OpenAI has struck a partnership with Taiwan’s Foxconn to co-develop multiple generations of AI servers and to manufacture core components — including power, networking and cooling systems — at Foxconn’s U.S. facilities, with OpenAI receiving early evaluation access and the option to purchase the systems; no financial terms were disclosed. The tie-up is designed to accelerate deployment and secure long‑term U.S. capacity as part of OpenAI’s broader infrastructure push, which the company frames as a chance to “reindustrialize America,” and follows a string of large commitments and partnerships (OpenAI has cited roughly $1.4 trillion in spending commitments, a targeted $20 billion in annualized revenue this year and multibillion-dollar deals with Nvidia, Microsoft, Google, Amazon and Oracle).
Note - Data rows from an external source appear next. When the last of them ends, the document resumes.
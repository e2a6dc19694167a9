//! PSO execution loop.

use std::sync::atomic::{AtomicU64, Ordering};
use std::sync::RwLock;

use rayon::prelude::*;

use super::config::PsoContext;
use super::types::{Particle, SwarmState};
use crate::error::ConfigError;
use crate::monitoring::{StateChangeHandler, StateChangeListener};

/// Callback receiving [`SwarmState`] events on the listener thread.
pub type SwarmHandler = StateChangeHandler<SwarmState>;

/// One swarm slot: the particle plus its personal-best bookkeeping.
///
/// Exclusively owned by one worker during a round; only the global best is
/// shared.
struct SwarmMember<P: Particle> {
    particle: P,
    personal_best: P,
    personal_best_fitness: f64,
}

/// Executes the Particle Swarm search.
///
/// Construction evaluates every particle once and seeds the personal and
/// global bests; [`optimize`](Self::optimize) then runs up to
/// `max_iterations` rounds, updating all particles in parallel. Workers
/// read the current global best without exclusion while computing their
/// social pull (iteration-stale guidance is tolerated, as standard PSO
/// does); only the global-best compare-and-update is serialized, and an
/// atomic fitness watermark keeps the common no-improvement case lock-free.
pub struct ParticleSwarm<P, F>
where
    P: Particle,
    F: Fn(&P) -> f64 + Sync,
{
    ctx: PsoContext,
    fitness: F,
    swarm: Vec<SwarmMember<P>>,
    global_best: RwLock<P>,
    /// Bit pattern of the global best fitness; monotone non-increasing,
    /// written only under the `global_best` write lock.
    global_best_fitness: AtomicU64,
    listener: StateChangeListener<SwarmState>,
}

impl<P, F> ParticleSwarm<P, F>
where
    P: Particle,
    F: Fn(&P) -> f64 + Sync,
{
    /// Builds an engine without progress reporting.
    ///
    /// # Errors
    ///
    /// Returns [`ConfigError::EmptySwarm`] when `initial_swarm` is empty.
    pub fn new(ctx: PsoContext, fitness: F, initial_swarm: Vec<P>) -> Result<Self, ConfigError> {
        Self::with_handler(ctx, fitness, initial_swarm, None)
    }

    /// Builds an engine that reports progress to `handler`.
    ///
    /// Every particle is evaluated once: its personal best is seeded with
    /// its initial position, and the global best is the fittest particle
    /// of this pass (ties broken by first seen).
    pub fn with_handler(
        ctx: PsoContext,
        fitness: F,
        initial_swarm: Vec<P>,
        handler: Option<SwarmHandler>,
    ) -> Result<Self, ConfigError> {
        if initial_swarm.is_empty() {
            return Err(ConfigError::EmptySwarm);
        }

        let listener = StateChangeListener::spawn(handler);
        listener.post(SwarmState {
            iteration: 0,
            global_best_fitness: f64::INFINITY,
            last_global_best_fitness: f64::INFINITY,
            message: format!("initialize swarm with {} particles", initial_swarm.len()),
        });

        let mut global_best = initial_swarm[0].clone();
        let mut global_best_fitness = f64::INFINITY;

        let swarm = initial_swarm
            .into_iter()
            .map(|particle| {
                let fit = fitness(&particle);
                if fit < global_best_fitness {
                    global_best_fitness = fit;
                    global_best = particle.clone();
                }
                SwarmMember {
                    personal_best: particle.clone(),
                    personal_best_fitness: fit,
                    particle,
                }
            })
            .collect();

        Ok(Self {
            ctx,
            fitness,
            swarm,
            global_best: RwLock::new(global_best),
            global_best_fitness: AtomicU64::new(global_best_fitness.to_bits()),
            listener,
        })
    }

    /// Runs the swarm to completion or early stop.
    ///
    /// Intended to be called once per engine. Returns only after the
    /// listener thread has drained every posted event and exited; a panic
    /// in the handler is re-raised here.
    pub fn optimize(&mut self) {
        self.listener.post(SwarmState {
            iteration: 0,
            global_best_fitness: self.global_best_fitness(),
            last_global_best_fitness: self.global_best_fitness(),
            message: format!(
                "initialized swarm with global best fitness {:.5}",
                self.global_best_fitness()
            ),
        });

        let mut persistence_count = 0u32;

        for iteration in 0..self.ctx.max_iterations() {
            let last = self.global_best_fitness();

            self.advance_round(iteration);

            let current = self.global_best_fitness();
            if current < last {
                let improvement = current / last - 1.0;
                self.listener.post(SwarmState {
                    iteration,
                    global_best_fitness: current,
                    last_global_best_fitness: last,
                    message: format!("improvement: {:.6}%", 100.0 * improvement),
                });
            }

            if let Some(threshold) = self.ctx.variation_threshold() {
                let variation = (current - last).abs();
                if variation < threshold {
                    persistence_count += 1;
                    if persistence_count >= self.ctx.variation_persistence() {
                        self.listener.post(SwarmState {
                            iteration,
                            global_best_fitness: current,
                            last_global_best_fitness: last,
                            message: "early stop due to variation threshold".into(),
                        });
                        break;
                    }
                } else {
                    // The stall must be consecutive to count.
                    persistence_count = 0;
                }
            }
        }

        self.listener.finish();
        self.listener.join();
    }

    /// One synchronized round: every particle advances in parallel.
    fn advance_round(&mut self, iteration: u32) {
        let ctx = &self.ctx;
        let fitness = &self.fitness;
        let global_best = &self.global_best;
        let watermark = &self.global_best_fitness;
        let listener = &self.listener;

        self.swarm.par_iter_mut().for_each(|member| {
            let mut rng = rand::rng();

            // Velocity: inertia plus cognitive and social pulls. The social
            // guide is read shared; it may change mid-round under a
            // concurrent write, which standard PSO tolerates.
            let cognitive =
                member
                    .particle
                    .component(&member.personal_best, ctx.cognitive_weight(), &mut rng);
            let social = {
                let guide = global_best.read().unwrap();
                member
                    .particle
                    .component(&guide, ctx.social_weight(), &mut rng)
            };

            let velocity: Vec<f64> = member
                .particle
                .velocity()
                .iter()
                .zip(cognitive.iter().zip(&social))
                .map(|(v, (c, s))| ctx.inertia_weight() * v + c + s)
                .collect();

            member.particle.set_velocity(velocity);
            member.particle.update_position();

            let fit = fitness(&member.particle);
            if fit < member.personal_best_fitness {
                member.personal_best.assign(&member.particle);
                member.personal_best_fitness = fit;

                // Watermark pre-check: no lock unless this is a real
                // improvement over the last published global best.
                if fit < f64::from_bits(watermark.load(Ordering::Acquire)) {
                    let mut best = global_best.write().unwrap();

                    // Re-check under the lock; another worker may have won.
                    let previous = f64::from_bits(watermark.load(Ordering::Acquire));
                    if fit < previous {
                        watermark.store(fit.to_bits(), Ordering::Release);
                        best.assign(&member.particle);

                        listener.post(SwarmState {
                            iteration,
                            global_best_fitness: fit,
                            last_global_best_fitness: previous,
                            message: "global best updated".into(),
                        });
                    }
                }
            }
        });
    }

    /// A copy of the best particle found so far.
    pub fn global_best(&self) -> P {
        self.global_best.read().unwrap().clone()
    }

    /// The fitness of the best particle found so far.
    pub fn global_best_fitness(&self) -> f64 {
        f64::from_bits(self.global_best_fitness.load(Ordering::Acquire))
    }
}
Foxconn brings scale and experience building AI-tailored server racks and is a key supplier to Nvidia, but its checkered U.S. history (notably the failed Wisconsin plant) highlights execution risk even as the deal further localizes OpenAI’s supply chain.

Analysis

OpenAI announced a partnership with Taiwan's Foxconn to co-develop multiple generations of AI servers and manufacture core components — power, networking and cooling — at Foxconn's U.S. facilities (Wisconsin, Ohio, Texas, Virginia and Indiana), with OpenAI receiving early evaluation access and an option to purchase; no financial terms were disclosed. The deal is positioned to accelerate deployment and localize long-term U.S. capacity as part of OpenAI's infrastructure push. This move sits within OpenAI's broader capital plan: the company has cited roughly $1.4 trillion in spending commitments, a target of $20 billion in annualized revenue by year-end and forecasts of “hundreds of billions” by 2030, and it has existing strategic links to Nvidia (an announced but unfinalized $100 billion arrangement) and cloud partnerships with Microsoft, Google and Amazon plus compute commitments with Oracle. Foxconn brings scale and experience building AI-tailored server racks and is a key supplier to Nvidia, which suggests component and assembly synergies with dominant GPU demand. The strategic upside is faster U.S. deployment and reduced offshore supply-chain exposure, but execution and commercial risk are material: Foxconn's failed Wisconsin panel plant highlights U.S. execution history, OpenAI has not disclosed pricing or volume commitments, and the capital intensity and profitability of converting announced spending into sustainable revenue remain open questions. Market signals are mildly positive with the strongest per-ticker uplift for Nvidia, but investors should treat near-term benefits as contingent on contract terms, timelines and Foxconn's delivery performance.